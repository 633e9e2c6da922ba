//! Pipeline configuration.
//!
//! Scanner parameters come from the environment (`SONAR_HOST_URL`,
//! `SONAR_TOKEN`, `SONAR_PROJECT_KEY`); anything unset *or empty* falls back
//! to the defaults of the selected [`Variant`]. Tooling knobs (test runner,
//! scanner binary, working directory, failure policy) can be overridden from
//! an optional TOML file.

use serde::{Deserialize, Serialize};
use std::collections::HashMap;
use std::path::{Path, PathBuf};
use thiserror::Error;

pub const ENV_HOST_URL: &str = "SONAR_HOST_URL";
pub const ENV_TOKEN: &str = "SONAR_TOKEN";
pub const ENV_PROJECT_KEY: &str = "SONAR_PROJECT_KEY";

/// The three scanner variables, in forwarding order.
pub const SCANNER_ENV_VARS: [&str; 3] = [ENV_HOST_URL, ENV_TOKEN, ENV_PROJECT_KEY];

pub const COVERAGE_XML: &str = "coverage.xml";
pub const TEST_RESULTS_XML: &str = "test-results.xml";
pub const HTML_COVERAGE_DIR: &str = "htmlcov";

#[derive(Error, Debug)]
pub enum ConfigError {
    #[error("Failed to read config file {path}: {source}")]
    Read {
        path: String,
        #[source]
        source: std::io::Error,
    },

    #[error("Failed to parse config file {path}: {source}")]
    Parse {
        path: String,
        #[source]
        source: toml::de::Error,
    },

    #[error("Invalid configuration: {0}")]
    Invalid(String),
}

pub type ConfigResult<T> = Result<T, ConfigError>;

/// Deployment shape of the pipeline
#[derive(Debug, Clone, Copy, PartialEq, Eq, Serialize, Deserialize, clap::ValueEnum)]
#[serde(rename_all = "kebab-case")]
pub enum Variant {
    /// Running as the entrypoint of the pipeline image
    Container,
    /// Invoked directly on a developer host
    Local,
}

impl std::fmt::Display for Variant {
    fn fmt(&self, f: &mut std::fmt::Formatter<'_>) -> std::fmt::Result {
        match self {
            Variant::Container => write!(f, "container"),
            Variant::Local => write!(f, "local"),
        }
    }
}

/// What to do when a step's command exits non-zero
#[derive(Debug, Clone, Copy, PartialEq, Eq, Serialize, Deserialize, clap::ValueEnum)]
#[serde(rename_all = "kebab-case")]
pub enum FailurePolicy {
    /// Stop the sequence and exit with the step's code
    Abort,
    /// Print the step's fallback message and keep going
    WarnAndContinue,
}

/// Per-variant defaults, enumerated in one place.
#[derive(Debug, Clone, PartialEq, Eq)]
pub struct VariantDefaults {
    pub host_url: &'static str,
    pub token: &'static str,
    pub project_key: &'static str,
    pub on_scanner_failure: FailurePolicy,
    pub html_coverage: bool,
}

impl Variant {
    pub fn defaults(self) -> VariantDefaults {
        match self {
            Variant::Container => VariantDefaults {
                host_url: "http://host.docker.internal:9000",
                token: "admin",
                project_key: "shantanu10839179_test_sonar",
                on_scanner_failure: FailurePolicy::WarnAndContinue,
                html_coverage: false,
            },
            Variant::Local => VariantDefaults {
                host_url: "http://localhost:9000",
                token: "admin",
                project_key: "python-demo-project",
                on_scanner_failure: FailurePolicy::Abort,
                html_coverage: true,
            },
        }
    }
}

/// Source of environment values. Lets resolution run against a fixed map in
/// tests instead of the process environment.
pub trait EnvSource {
    fn get(&self, name: &str) -> Option<String>;

    /// Value of `name` unless it is unset or empty.
    fn non_empty(&self, name: &str) -> Option<String> {
        self.get(name).filter(|v| !v.is_empty())
    }
}

/// The real process environment.
pub struct ProcessEnv;

impl EnvSource for ProcessEnv {
    fn get(&self, name: &str) -> Option<String> {
        std::env::var(name).ok()
    }
}

impl EnvSource for HashMap<String, String> {
    fn get(&self, name: &str) -> Option<String> {
        HashMap::get(self, name).cloned()
    }
}

impl EnvSource for HashMap<&str, &str> {
    fn get(&self, name: &str) -> Option<String> {
        HashMap::get(self, name).map(|v| v.to_string())
    }
}

/// Resolved scanner parameters
#[derive(Debug, Clone, PartialEq, Eq, Serialize)]
pub struct ScannerSettings {
    pub host_url: String,
    #[serde(serialize_with = "serialize_masked")]
    pub token: String,
    pub project_key: String,
}

fn serialize_masked<S: serde::Serializer>(token: &str, s: S) -> Result<S::Ok, S::Error> {
    s.serialize_str(&mask_token(token))
}

impl ScannerSettings {
    /// Non-empty env values win verbatim; anything else takes the variant default.
    pub fn resolve(variant: Variant, env: &dyn EnvSource) -> Self {
        let defaults = variant.defaults();
        Self {
            host_url: env
                .non_empty(ENV_HOST_URL)
                .unwrap_or_else(|| defaults.host_url.to_string()),
            token: env
                .non_empty(ENV_TOKEN)
                .unwrap_or_else(|| defaults.token.to_string()),
            project_key: env
                .non_empty(ENV_PROJECT_KEY)
                .unwrap_or_else(|| defaults.project_key.to_string()),
        }
    }

    pub fn from_env(variant: Variant) -> Self {
        Self::resolve(variant, &ProcessEnv)
    }

    /// `-Dsonar.*` flags handed to the scanner.
    pub fn scanner_args(&self) -> Vec<String> {
        vec![
            format!("-Dsonar.projectKey={}", self.project_key),
            format!("-Dsonar.host.url={}", self.host_url),
            format!("-Dsonar.login={}", self.token),
        ]
    }
}

/// `****` followed by the last two characters for tokens longer than four.
pub fn mask_token(token: &str) -> String {
    let chars: Vec<char> = token.chars().collect();
    if chars.len() > 4 {
        let tail: String = chars[chars.len() - 2..].iter().collect();
        format!("****{}", tail)
    } else {
        "****".to_string()
    }
}

/// Optional overrides read from `pipeline.toml`
#[derive(Debug, Clone, Default, PartialEq, Eq, Deserialize)]
#[serde(deny_unknown_fields)]
pub struct PipelineFile {
    pub variant: Option<Variant>,
    /// Program plus leading args for the test runner, e.g. `["python", "-m", "pytest"]`
    pub test_runner: Option<Vec<String>>,
    pub scanner_binary: Option<String>,
    pub work_dir: Option<PathBuf>,
    pub on_scanner_failure: Option<FailurePolicy>,
}

impl PipelineFile {
    pub fn load(path: &Path) -> ConfigResult<Self> {
        let content = std::fs::read_to_string(path).map_err(|source| ConfigError::Read {
            path: path.display().to_string(),
            source,
        })?;
        Self::parse(&content).map_err(|source| ConfigError::Parse {
            path: path.display().to_string(),
            source,
        })
    }

    pub fn parse(content: &str) -> Result<Self, toml::de::Error> {
        toml::from_str(content)
    }
}

/// Overrides coming from the command line. Highest precedence.
#[derive(Debug, Clone, Default)]
pub struct CliOverrides {
    pub variant: Option<Variant>,
    pub work_dir: Option<PathBuf>,
    pub on_scanner_failure: Option<FailurePolicy>,
}

/// Everything one pipeline run needs, built once at startup.
#[derive(Debug, Clone, PartialEq, Eq)]
pub struct PipelineConfig {
    pub variant: Variant,
    pub settings: ScannerSettings,
    pub test_runner: Vec<String>,
    pub scanner_binary: String,
    pub work_dir: PathBuf,
    pub on_scanner_failure: FailurePolicy,
    pub html_coverage: bool,
}

impl PipelineConfig {
    /// Precedence: CLI, then file, then variant defaults. Scanner settings
    /// always come from `env`.
    pub fn build(
        cli: &CliOverrides,
        file: &PipelineFile,
        env: &dyn EnvSource,
    ) -> ConfigResult<Self> {
        let variant = cli.variant.or(file.variant).unwrap_or(Variant::Local);
        let defaults = variant.defaults();

        let test_runner = file
            .test_runner
            .clone()
            .unwrap_or_else(|| vec!["pytest".to_string()]);
        if test_runner.is_empty() || test_runner[0].trim().is_empty() {
            return Err(ConfigError::Invalid(
                "test_runner must name a program".to_string(),
            ));
        }

        let scanner_binary = file
            .scanner_binary
            .clone()
            .unwrap_or_else(|| "sonar-scanner".to_string());
        if scanner_binary.trim().is_empty() {
            return Err(ConfigError::Invalid(
                "scanner_binary cannot be empty".to_string(),
            ));
        }

        Ok(Self {
            variant,
            settings: ScannerSettings::resolve(variant, env),
            test_runner,
            scanner_binary,
            work_dir: cli
                .work_dir
                .clone()
                .or_else(|| file.work_dir.clone())
                .unwrap_or_else(|| PathBuf::from(".")),
            on_scanner_failure: cli
                .on_scanner_failure
                .or(file.on_scanner_failure)
                .unwrap_or(defaults.on_scanner_failure),
            html_coverage: defaults.html_coverage,
        })
    }

    /// Full test command: configured runner followed by the fixed report flags.
    pub fn test_command(&self) -> Vec<String> {
        let mut command = self.test_runner.clone();
        command.push("--cov=.".to_string());
        command.push("--cov-report=xml".to_string());
        if self.html_coverage {
            command.push("--cov-report=html".to_string());
        }
        command.push(format!("--junitxml={}", TEST_RESULTS_XML));
        command
    }

    /// Report files the test step is expected to leave in the working directory.
    pub fn expected_reports(&self) -> Vec<PathBuf> {
        let mut reports = vec![
            self.work_dir.join(COVERAGE_XML),
            self.work_dir.join(TEST_RESULTS_XML),
        ];
        if self.html_coverage {
            reports.push(self.work_dir.join(HTML_COVERAGE_DIR));
        }
        reports
    }
}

> About this exercise
What lines in the material above contain the word "EnvSource"? Copy them out.

> Answer box
pub trait EnvSource {
impl EnvSource for ProcessEnv {
impl EnvSource for HashMap<String, String> {
impl EnvSource for HashMap<&str, &str> {
    pub fn resolve(variant: Variant, env: &dyn EnvSource) -> Self {
        env: &dyn EnvSource,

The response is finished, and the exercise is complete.